A derrota para o Penarol, no último domingo, acendeu o alerta vermelho no Baenão. Tudo porque, agora, depois de várias mudanças na tabela da Série D, o Clube do Remo, inconscientemente, acabou no meio do fogo cruzado. E, se dormir do ponto, pode ser prejudicado pelo famoso jogo de comadres, entre Atlético (AC) e Vilhena (RO), que jogam no dia 29, três dias após o término oficial da primeira fase.
No entanto, a questão parece mais uma medida preventiva, haja vista que o Clube do Remo depende somente de si para garantir a vaga no mata-mata. Mas a diretoria entendeu que, em caso de empate ou derrota no domingo, Atlético e Vilhena poderiam combinar um resultado para classificar as duas equipes e deixar o Leão Azul de fora do mata-mata.
Sendo assim foi encaminhado, via Federação Paraense de Futebol, um documento para a Confederação Brasileira de Futebol (CBF), solicitando que o jogo entre Vilhena e Atlético, originalmente marcado para a sexta rodada, seja adiantado para antes do dia 26, quando o Remo enfrenta o Vilhena, evitando um possível acordo entre as equipes.

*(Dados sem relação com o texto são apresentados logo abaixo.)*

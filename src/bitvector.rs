//! Packed-bit sets over dense integer domains: [`BitVectorSet`].

use crate::extensional::fmt_roster;
use crate::prelude::*;

/// A set over the contiguous integer domain [0, size), packed one element per bit.
///
/// This is the most compact representation for dense integer membership: testing an element is a
/// single bit probe. The bit array is fixed at construction and never mutated; like every other
/// representation, algebra on it produces new sets.
///
/// Generic algebra goes through the enumeration-based paths; against another [`BitVectorSet`]
/// the dispatch layer takes the packed [`union_with`](Self::union_with) and
/// [`intersect_with`](Self::intersect_with) paths instead.
#[derive(Clone, Debug, PartialEq, Eq)]
pub struct BitVectorSet {
    /// One bit per domain value.
    bits: BitVec,
}

impl BitVectorSet {
    /// The empty set over the domain [0, size).
    #[must_use]
    pub fn new(size: usize) -> Self {
        Self {
            bits: bitvec![0; size],
        }
    }

    /// Builds a set over the domain [0, size) from the given member indices.
    ///
    /// ## Panics
    ///
    /// Panics if an index falls outside the domain.
    pub fn from_indices<I: IntoIterator<Item = u64>>(size: usize, indices: I) -> Self {
        let mut bits = bitvec![0; size];
        for index in indices {
            let i = usize::try_from(index).unwrap_or(usize::MAX);
            assert!(i < size, "index {index} outside the domain [0, {size})");
            bits.set(i, true);
        }
        Self { bits }
    }

    /// The size of the underlying domain, *not* the cardinality.
    #[must_use]
    pub fn domain_size(&self) -> usize {
        self.bits.len()
    }

    /// Set cardinality as a plain count.
    #[must_use]
    pub fn card(&self) -> usize {
        self.bits.count_ones()
    }

    /// Iterate over the members in increasing order.
    pub fn iter(&self) -> impl Iterator<Item = u64> + '_ {
        self.bits.iter_ones().map(|i| i as u64)
    }

    /// Packed union x ∪ y, over the larger of the two domains.
    #[must_use]
    pub fn union_with(&self, other: &Self) -> Self {
        let mut bits = bitvec![0; self.bits.len().max(other.bits.len())];
        for i in self.bits.iter_ones().chain(other.bits.iter_ones()) {
            bits.set(i, true);
        }
        Self { bits }
    }

    /// Packed intersection x ∩ y.
    #[must_use]
    pub fn intersect_with(&self, other: &Self) -> Self {
        let mut bits = bitvec![0; self.bits.len().min(other.bits.len())];
        for i in self.bits.iter_ones() {
            if other.bits.get(i).is_some_and(|b| *b) {
                bits.set(i, true);
            }
        }
        Self { bits }
    }
}

/// Displays the set in roster notation, in increasing order.
impl Display for BitVectorSet {
    fmt_roster!();
}

impl crate::Seal for BitVectorSet {}

impl SetRepr<u64> for BitVectorSet {
    fn contains(&self, x: &u64) -> bool {
        usize::try_from(*x).map_or(false, |i| self.bits.get(i).is_some_and(|b| *b))
    }

    fn cardinality(&self) -> Cardinality {
        Cardinality::finite(self.card())
    }

    fn try_elements(&self) -> Result<BoxIter<'_, u64>, SetError> {
        Ok(Box::new(self.iter()))
    }

    fn as_bit_vector(&self) -> Option<&BitVectorSet> {
        Some(self)
    }

    fn merge_union(&self, other: &dyn SetRepr<u64>) -> Option<Arc<dyn SetRepr<u64>>> {
        other
            .as_bit_vector()
            .map(|other| Arc::new(self.union_with(other)) as Arc<dyn SetRepr<u64>>)
    }

    fn merge_intersection(&self, other: &dyn SetRepr<u64>) -> Option<Arc<dyn SetRepr<u64>>> {
        other
            .as_bit_vector()
            .map(|other| Arc::new(self.intersect_with(other)) as Arc<dyn SetRepr<u64>>)
    }

    fn describe(&self, f: &mut Formatter<'_>) -> FmtResult {
        Display::fmt(self, f)
    }
}

/// Tests for [`BitVectorSet`].
#[cfg(test)]
mod bitvector {
    use super::*;

    /// Membership is a bit probe; values outside the domain are simply absent.
    #[test]
    fn membership() {
        let set = BitVectorSet::from_indices(10, [0, 3, 7]);
        assert!(set.contains(&0));
        assert!(set.contains(&7));
        assert!(!set.contains(&4));
        assert!(!set.contains(&10));
        assert!(!set.contains(&u64::MAX));
        assert_eq!(set.cardinality(), Cardinality::finite(3u8));
    }

    /// Enumeration runs in increasing order, each member exactly once.
    #[test]
    fn enumeration() {
        let set = BitVectorSet::from_indices(16, [9, 2, 2, 11]);
        let elements: Vec<u64> = set.iter().collect();
        assert_eq!(elements, [2, 9, 11]);
        assert_eq!(set.to_string(), "{2, 9, 11}");
    }

    /// The packed union and intersection agree with the set semantics across domain sizes.
    #[test]
    fn packed_algebra() {
        let fst = BitVectorSet::from_indices(8, [1, 3, 5]);
        let snd = BitVectorSet::from_indices(12, [3, 5, 9]);

        let union = fst.union_with(&snd);
        assert_eq!(union.iter().collect::<Vec<_>>(), [1, 3, 5, 9]);
        assert_eq!(union.domain_size(), 12);

        let inter = fst.intersect_with(&snd);
        assert_eq!(inter.iter().collect::<Vec<_>>(), [3, 5]);
    }
}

“O Remo nos encaminhou o documento na segunda-feira, por volta das 16 horas e eu encaminhei para a CBF, que está consciente do erro causado pela realização tardia de um jogo programado para algumas rodadas antes”, disse Antônio Carlos Nunes, presidente da FPF, em entrevista para uma rádio da cidade.
Já a CBF, contudo, alegou impossibilidade de alterar a logística dos jogos, mesmo indo de contra o regulamento da competição, dizendo ainda que “O Clube do Remo iria ganhar no domingo e não precisaria de tal recurso”, num tom bastante “camarada” e confiante na vitória azulina.
Crise no Baenão? Aqui não, fera!
O clima tenso que circunda os corredores da Toca do Leão parece não ter abatido os jogadores. Alheios à toda especulação em torno da dispensa de companheiros ou mesmo do próprio técnico, o momento, segundo eles, não requer nervosismo em relação ao próximo compromisso.
“Não existe racha. Existe uma união muito grande, uma cobrança, onde a gente sabe que o melhor da equipe é rumo a classificação.
Ninguém mais do que a gente mesmo acredita tanto na nossa qualidade e do técnico Edson Gaúcho pra chegar na Série C. É importante que se mantenha essa família que existe hoje no Baenão”, garante o zagueiro Diego Barros, prestes a completar a partida de número 100 com a camisa azul marinho. “Infelizmente só poderei fazer no primeiro mata-mata”, completa, por causa da suspensão automática, devido ter tomado o terceiro cartão amarelo.
Então, se um veterano, acostumado a crises e bons momentos no Clube do Remo está confiante, o que dizer de um recém-chegado em meio aos momentos decisivos? “O clima está bom, os jogadores, a comissão, não tem motivo para estar ruim. Como eu disse, se estivéssemos dependendo de outros resultados, talvez fosse diferente, mas não é essa a nossa realidade, então todos estão muito unidos nesse objetivo”, essa é a resposta do volante Rudiero, cotado para fazer a estreia no domingo.